このような環境の中、本校では生物部を中心に先輩から後輩に引き継ぎながら12年間継続して調査研究を進めてきました。調査方法も試行錯誤を続けながら、生徒とともに開発してきました。それらの方法を駆使しながら、季節や個別の鳥の行動観察などを続け、生態の解明が少しずつだが進んできました。研究成果は日本鳥学会や日本生態学会などで生徒がポスターや口頭発表のスライドを作り、生徒自身のプレゼン能力やコミュニケーション能力を向上させるとともに、カラスバトの存在やその 生態を広く知らせることに貢献できました。また、新聞や雑誌、テレビ番組などで取り上げられることも多くの人に上記のメッセージを届けることにつながることも実感できました。 まだまだ未解明なこの鳥の生態の解明を進めるとともに、広くその研究成果を様々な方法を使って知らせて行くことの重要性を認識しています。さらに、カラスバトの生息する伊豆諸島在住の高校生や一般市民と一部調査を一緒におこなったり、研究発表を行うことなどが始められました。今後さらにいろいろな島在住者とできるような環境を構築していきたいと思います。

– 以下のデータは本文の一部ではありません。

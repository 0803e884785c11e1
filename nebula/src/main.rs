// Copyright 2020 Zachary Stewart
//
// Licensed under the Apache License, Version 2.0 (the "License");
// you may not use this file except in compliance with the License.
// You may obtain a copy of the License at
//
//     http://www.apache.org/licenses/LICENSE-2.0
//
// Unless required by applicable law or agreed to in writing, software
// distributed under the License is distributed on an "AS IS" BASIS,
// WITHOUT WARRANTIES OR CONDITIONS OF ANY KIND, either express or implied.
// See the License for the specific language governing permissions and
// limitations under the License.

use std::io::{self, BufRead};

use clap::{App, Arg, ArgMatches};
use log::info;
use rand::{rngs::StdRng, Rng, SeedableRng};

use battlefront::{
    game::{max_vessels, MatchConfig, MatchSetup, MIN_BOARD_SIZE, MIN_VESSELS},
    player::Player,
    targeting::UniformTargeting,
};

use crate::{
    display::{show_board, show_legend, EventPrinter},
    input::InputReader,
};

mod display;
mod input;
mod logging;

/// Largest board that still fits on a terminal.
const MAX_BOARD_SIZE: usize = 30;

const TITLE: &str = r"
   _  __     __        __       ___       __  __  __      ___               __
  / |/ /__  / /  __ __/ /__ _  / _ )___ _/ /_/ /_/ /__   / _/______  ___  / /_
 /    / -_)/ _ \/ // / / _ `/ / _  / _ `/ __/ __/ / -_) / _/ __/ _ \/ _ \/ __/
/_/|_/\__//_.__/\_,_/_/\_,_/ /____/\_,_/\__/\__/_/\__/ /_//_/  \___/_//_/\__/
";

fn main() -> io::Result<()> {
    logging::init_logging();
    let matches = App::new("Nebula Battlefront")
        .version("1.0")
        .about("Hidden-fleet space battle against the computer.")
        .arg(
            Arg::with_name("name")
                .short("n")
                .long("name")
                .value_name("NAME")
                .help("your name")
                .takes_value(true),
        )
        .arg(
            Arg::with_name("size")
                .short("s")
                .long("size")
                .value_name("SIZE")
                .help("length of one side of the board, at least 5")
                .takes_value(true),
        )
        .arg(
            Arg::with_name("ships")
                .short("c")
                .long("ships")
                .value_name("COUNT")
                .help("number of spaceships per player, between 5 and 30% of the cells")
                .takes_value(true),
        )
        .arg(
            Arg::with_name("placement")
                .short("p")
                .long("placement")
                .value_name("PLACEMENT")
                .help("how to place your spaceships")
                .takes_value(true)
                .possible_values(&["manual", "random"])
                .case_insensitive(true),
        )
        .arg(
            Arg::with_name("first")
                .short("f")
                .long("first")
                .value_name("FIRST_PLAYER")
                .help("pre-specify which player goes first")
                .takes_value(true)
                .possible_values(&["human", "me", "computer", "bot", "random", "rand"])
                .case_insensitive(true),
        )
        .arg(
            Arg::with_name("seed")
                .long("seed")
                .value_name("SEED")
                .help("seed for a reproducible match")
                .takes_value(true)
                .validator(|v| {
                    v.parse::<u64>()
                        .map(|_| ())
                        .map_err(|_| format!("{} is not a valid seed", v))
                }),
        )
        .arg(
            Arg::with_name("yes")
                .short("y")
                .long("yes")
                .help("skip the title prompt"),
        )
        .get_matches();

    let stdin = io::stdin();
    let mut input = InputReader::new(stdin.lock());
    match run(&matches, &mut input) {
        Err(err) if err.kind() == io::ErrorKind::UnexpectedEof => {
            println!("Goodbye!");
            Ok(())
        }
        other => other,
    }
}

/// Set up and play a single match.
fn run<B: BufRead>(matches: &ArgMatches, input: &mut InputReader<B>) -> io::Result<()> {
    let mut rng = match matches.value_of("seed").and_then(|s| s.parse().ok()) {
        Some(seed) => StdRng::seed_from_u64(seed),
        None => StdRng::from_entropy(),
    };

    println!("{}", TITLE);
    if !matches.is_present("yes")
        && !input.read_input_lower("Do you want to play Nebula Battlefront? (yes/no)", |input| {
            match input {
                "yes" | "y" => Some(true),
                "no" | "n" => Some(false),
                _ => {
                    println!("Invalid choice. Please enter 'yes' or 'no'.");
                    None
                }
            }
        })?
    {
        println!("Goodbye!");
        return Ok(());
    }

    let name = match matches.value_of("name") {
        Some(name) => name.to_owned(),
        None => input.read_input("Enter your name:", |input| {
            if input.is_empty() {
                None
            } else {
                Some(input.to_owned())
            }
        })?,
    };
    let config = choose_config(matches, input)?;
    let first = choose_first(matches, &mut rng);
    println!("Welcome to Nebula Battlefront, {}!", name);
    show_legend();

    let mut setup = MatchSetup::new(config)
        .with_name(Player::P1, name)
        .with_first(first);
    choose_placements(matches, &mut setup, input, &mut rng)?;
    setup.party_mut(Player::P2).place_vessels_randomly(&mut rng);

    let targeting = UniformTargeting::new(StdRng::seed_from_u64(rng.gen()));
    let mut game = setup.start(&mut rng, targeting).map_err(|_| {
        io::Error::new(io::ErrorKind::Other, "fleets were not fully placed")
    })?;
    info!("{:?} fires first", first);

    let mut printer = EventPrinter::new(
        game.party(Player::P1).name(),
        game.party(Player::P2).name(),
        Player::P1,
    );
    game.play(input, &mut printer)?;

    for &player in &[Player::P1, Player::P2] {
        println!();
        println!("{}'s board:", game.party(player).name());
        show_board(game.party(player).board(), false);
    }
    Ok(())
}

/// Choose the board size and the number of spaceships from args or cli input.
fn choose_config<B: BufRead>(
    matches: &ArgMatches,
    input: &mut InputReader<B>,
) -> io::Result<MatchConfig> {
    let check_size = |size: usize| {
        if size < MIN_BOARD_SIZE {
            println!("Board size must be at least {}.", MIN_BOARD_SIZE);
            None
        } else if size > MAX_BOARD_SIZE {
            println!("Board size must be at most {}.", MAX_BOARD_SIZE);
            None
        } else {
            Some(size)
        }
    };
    let size = match matches
        .value_of("size")
        .and_then(|s| s.parse().ok())
        .and_then(check_size)
    {
        Some(size) => size,
        None => input.read_input(
            &format!("Enter the board size (min size = {}):", MIN_BOARD_SIZE),
            |input| match input.parse() {
                Ok(size) => check_size(size),
                Err(_) => {
                    println!("Invalid input. Please enter a whole number.");
                    None
                }
            },
        )?,
    };

    let max = max_vessels(size).unwrap_or(MIN_VESSELS);
    let from_args = matches
        .value_of("ships")
        .and_then(|s| s.parse().ok())
        .map(|count| MatchConfig::new(size, count));
    match from_args {
        Some(Ok(config)) => Ok(config),
        Some(Err(err)) => {
            println!("{}", err);
            read_ship_count(input, size, max)
        }
        None => read_ship_count(input, size, max),
    }
}

fn read_ship_count<B: BufRead>(
    input: &mut InputReader<B>,
    size: usize,
    max: usize,
) -> io::Result<MatchConfig> {
    input.read_input(
        &format!(
            "Enter the number of spaceships ({} to {}):",
            MIN_VESSELS, max
        ),
        |input| match input.parse() {
            Ok(count) => match MatchConfig::new(size, count) {
                Ok(config) => Some(config),
                Err(err) => {
                    println!("{}", err);
                    None
                }
            },
            Err(_) => {
                println!("Invalid input. Please enter a whole number.");
                None
            }
        },
    )
}

/// Choose which [`Player`] fires first. The human goes first unless told otherwise.
fn choose_first(matches: &ArgMatches, rng: &mut impl Rng) -> Player {
    match matches.value_of("first").map(str::to_ascii_lowercase).as_deref() {
        Some("computer") | Some("bot") => Player::P2,
        Some("random") | Some("rand") if rng.gen() => Player::P2,
        _ => Player::P1,
    }
}

/// Place the human's spaceships, manually or randomly.
fn choose_placements<B: BufRead>(
    matches: &ArgMatches,
    setup: &mut MatchSetup,
    input: &mut InputReader<B>,
    rng: &mut impl Rng,
) -> io::Result<()> {
    let manual = match matches.value_of("placement").map(str::to_ascii_lowercase) {
        Some(choice) => choice == "manual",
        None => {
            println!("How would you like to place your spaceships?");
            println!("1. Manually choose ship locations");
            println!("2. Have them placed randomly");
            input.read_input_lower("Enter your choice (1 or 2):", |input| match input {
                "1" | "manual" => Some(true),
                "2" | "random" => Some(false),
                _ => {
                    println!("Invalid choice. Please enter 1 or 2.");
                    None
                }
            })?
        }
    };
    let party = setup.party_mut(Player::P1);
    if manual {
        party.place_vessels_manually(input)?;
    } else {
        for coord in party.place_vessels_randomly(rng) {
            println!("{}'s spaceship placed at {}", party.name(), coord);
        }
    }
    Ok(())
}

【アピールポイント(活動において特に工夫したこと、注意・注目したことなど)】
希少で貴重な天然記念物の鳥カラスバトの生態の解明は、この種の用心深さと個体数の少なさ故、進んでいません。それを12年にわたり継続的に行っていることや研究者、地元の高校生や市民と共に行おうとしています。カラスバトの保護を謳ったポスターを生徒が作成し、学校や港に掲示しています。カラスバトの存在と保護の必要性を謳っています。また、研究者や企業等の先駆的な方法を取り入れながら成果を上げられるようになってきました。 GPS装置を装着しての位置情報や日周行動の情報などから、渡りやどの時間帯に主に活動しているのかなどが明らかになってきました。
野外や飼育個体の観察から、どのような場面でどのような音声を発しているかを解明し、音声は現在わかっているところ、6種類に分類され、それぞれがどのような場面で発生されているのかが明らかになってきました。今後姿が見えなくても、森の陰でカラスバトがどのような行動をしているのかを明らかにすることができると思います。今回カラスバトの交尾に関する一連の行動と音声を初めて記録することができました。
これらの情報は、学会でのポスターやさまざまなイベントでのポスター・口頭で発表しています。また、論文などでも発表していますし、新聞や雑誌、テレビ番組でも研究成果や活動の様子などを発表しています。学会関係の論文は生徒の調査項目や意見を入れながら主に顧問が執筆してますが、生徒は日本学生科学賞などに応募しています。 これらの諸活動を通じて、少しでも多くの人にカラスバトの存在を知ってもらい、将来に向けて保護 していく機運が高まればよいなと考えて、今後とも努力していきます。